Apache mod_rewrite/mod_redirect: convert URL with query parameters into an SEO-friendly URL. some query parameters are ignored

As above.

might be best explained with an example:

  • original URL (the order of the params is NOT consistent)

    • www.myhost.com/my-page?p1=v1&p2=v2&p3=v3
    • OR www.myhost.com/my-page?p2=v2&p1=v1&p3=v3
    • OR www.myhost.com/my-page?p3=v3&p1=v1&p2=v2
  • If I visit any of the 3 sample URLs above, I want to get redirected to www.myhost.com/my-page/v1/v2

    • p3 was purposely ignored because it is not needed anymore.
    • in my real world URL, I have p4 to p6 parameters which are also ignored. I only wrote up to p3 for simplicity.

I've looked/searched the net but nothing comes close to what I'm trying to do. Thank you.


Solution 1:

You can do it like the following using mod_rewrite:

RewriteEngine On

RewriteCond %{QUERY_STRING} (?:^|&)p1=([^&]+)
RewriteCond %1@%{QUERY_STRING} ^([^@]+)@(?:|.*&)p2=([^&]*)
RewriteRule ^/?(my-page)$ /$1/%1/%2 [QSD,R=302,L]

The first condition captures the value of p1 and passes this to the second condition that also captures the value of p2. These are then used in the substitution string as %1 and %2 backreferences respectively.

The URL parameters can occur in any order.

@ (in the second condition) is just an arbitrary character that does not occur in v1 and so is used as a delimiter between v1 and the query string when searching for p2.

All other URL parameters (ie. p3..pN) are ignored (and discarded).

Both p1 and p2 must exist with a non-empty value for the redirect to occur.

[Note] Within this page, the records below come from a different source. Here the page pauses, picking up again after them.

// marketplace/src/config.rs

use crate::errors::{AppError, Result};
use crate::models::order::ShippingMethod;
use dotenvy::dotenv;
use std::env;
use std::str::FromStr;

/// Flat shipping charge per split order, by method.
#[derive(Debug, Clone, Copy, PartialEq, Eq)]
pub struct ShippingRates {
  pub standard_cents: i64,
  pub express_cents: i64,
  pub pickup_cents: i64,
}

impl ShippingRates {
  pub fn cost_for(&self, method: ShippingMethod) -> i64 {
    match method {
      ShippingMethod::Standard => self.standard_cents,
      ShippingMethod::Express => self.express_cents,
      ShippingMethod::Pickup => self.pickup_cents,
    }
  }
}

impl Default for ShippingRates {
  fn default() -> Self {
    Self {
      standard_cents: 15_000,
      express_cents: 30_000,
      pickup_cents: 0,
    }
  }
}

#[derive(Debug, Clone)]
pub struct AppConfig {
  pub server_host: String,
  pub server_port: u16,
  /// `None` runs the service on the in-memory store.
  pub database_url: Option<String>,
  pub app_base_url: String,

  /// Stock level below which a seller gets a low-stock notification.
  pub low_stock_threshold: i64,
  pub shipping_rates: ShippingRates,

  pub seed_db: bool,
}

impl Default for AppConfig {
  fn default() -> Self {
    Self {
      server_host: "127.0.0.1".to_string(),
      server_port: 8080,
      database_url: None,
      app_base_url: "http://127.0.0.1:8080".to_string(),
      low_stock_threshold: 20,
      shipping_rates: ShippingRates::default(),
      seed_db: false,
    }
  }
}

fn parse_var<T>(name: &str, default: T) -> Result<T>
where
  T: FromStr,
  T::Err: std::fmt::Display,
{
  match env::var(name) {
    Ok(raw) => raw
      .trim()
      .parse::<T>()
      .map_err(|e| AppError::Config(format!("Invalid {}: {}", name, e))),
    Err(_) => Ok(default),
  }
}

impl AppConfig {
  pub fn from_env() -> Result<Self> {
    dotenv().ok();
    let defaults = Self::default();

    let server_host = env::var("SERVER_HOST").unwrap_or(defaults.server_host);
    let server_port = parse_var("SERVER_PORT", defaults.server_port)?;
    let database_url = env::var("DATABASE_URL").ok().filter(|url| !url.trim().is_empty());
    let app_base_url = env::var("APP_BASE_URL").unwrap_or_else(|_| format!("http://{}:{}", server_host, server_port));

    let low_stock_threshold = parse_var("LOW_STOCK_THRESHOLD", defaults.low_stock_threshold)?;
    if low_stock_threshold < 0 {
      return Err(AppError::Config("LOW_STOCK_THRESHOLD must not be negative".to_string()));
    }

    let shipping_rates = ShippingRates {
      standard_cents: parse_var("SHIPPING_COST_STANDARD", defaults.shipping_rates.standard_cents)?,
      express_cents: parse_var("SHIPPING_COST_EXPRESS", defaults.shipping_rates.express_cents)?,
      pickup_cents: parse_var("SHIPPING_COST_PICKUP", defaults.shipping_rates.pickup_cents)?,
    };
    if [shipping_rates.standard_cents, shipping_rates.express_cents, shipping_rates.pickup_cents]
      .iter()
      .any(|c| *c < 0)
    {
      return Err(AppError::Config("Shipping costs must not be negative".to_string()));
    }

    let seed_db = parse_var("SEED_DB", defaults.seed_db)?;

    tracing::info!(
      storage = if database_url.is_some() { "postgres" } else { "memory" },
      low_stock_threshold,
      "Application configuration loaded."
    );

    Ok(Self {
      server_host,
      server_port,
      database_url,
      app_base_url,
      low_stock_threshold,
      shipping_rates,
      seed_db,
    })
  }
}

#[cfg(test)]
mod tests {
  use super::*;

  #[test]
  fn shipping_cost_follows_method() {
    let rates = ShippingRates::default();
    assert_eq!(rates.cost_for(ShippingMethod::Standard), 15_000);
    assert_eq!(rates.cost_for(ShippingMethod::Express), 30_000);
    assert_eq!(rates.cost_for(ShippingMethod::Pickup), 0);
  }
}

UPDATE: p1 must exist with a non-empty value (otherwise the resulting redirect will be ambiguous). p2 must also exist, but the value can be empty. I've also updated the regex so that it would also allow an arguably malformed (but still valid) query string where the URL parameter delimiter (&) occurs before p2 at the very start of the query string. eg. /my-page?&p2=&p1=v1 would still be redirected to /my-page/v1/.

The QSD flag discards the original query string from the request.

Depending on where these directives are being used (eg. directory or server context) and how the URL is ultimately being routed, you may need to add an initial condition to ensure that only direct requests (as opposed to rewritten requests) are processed.

For example, add the following as the first condition if required:

RewriteCond %{ENV:REDIRECT_STATUS} ^$
:

UPDATE:

p1 and p2 are mandatory. p3 is optional.

You could change the above as follows:

RewriteCond %{QUERY_STRING} (?:^|&)p1=([^&]+)
RewriteCond %1@%{QUERY_STRING} ^([^@]+)@(?:|.*&)p2=([^&]+)
# Either p3 is mandatory and must have a value
RewriteCond %1/%2/@%{QUERY_STRING} ^([^@]+)@(?:|.*&)p3=([^&]+) [OR]
# OR p3 is omitted or does not have a value
RewriteCond %1/%2 (.+)
RewriteRule ^/?(my-page)$ /$1/%1%2 [QSD,R,L]

The 2nd condition now ensures there is a value for the p2 parameter (ie. v2) - it cannot be empty.

Then either the 3rd condition checks for a non-empty p3 parameter OR the 4th condition simply captures the values when the p3 parameter is either empty or omitted altogether.

The resulting redirect omits the trailing slash when p3 is not present. For example, the resulting redirect is either /mypage/v1/v2 or /mypage/v1/v2/v3. (The trailing slash that might otherwise occur on /mypage/v1/v2/ is avoided.)

In the final substitution string, the values of the %1 and %2 backreferences are a little different to before. These no longer contain each value (ie. v1 and v2). Instead %1 contains v1/v2 and %2 contains either /v3 (including the slash prefix) or is empty (when p3 is empty or omitted).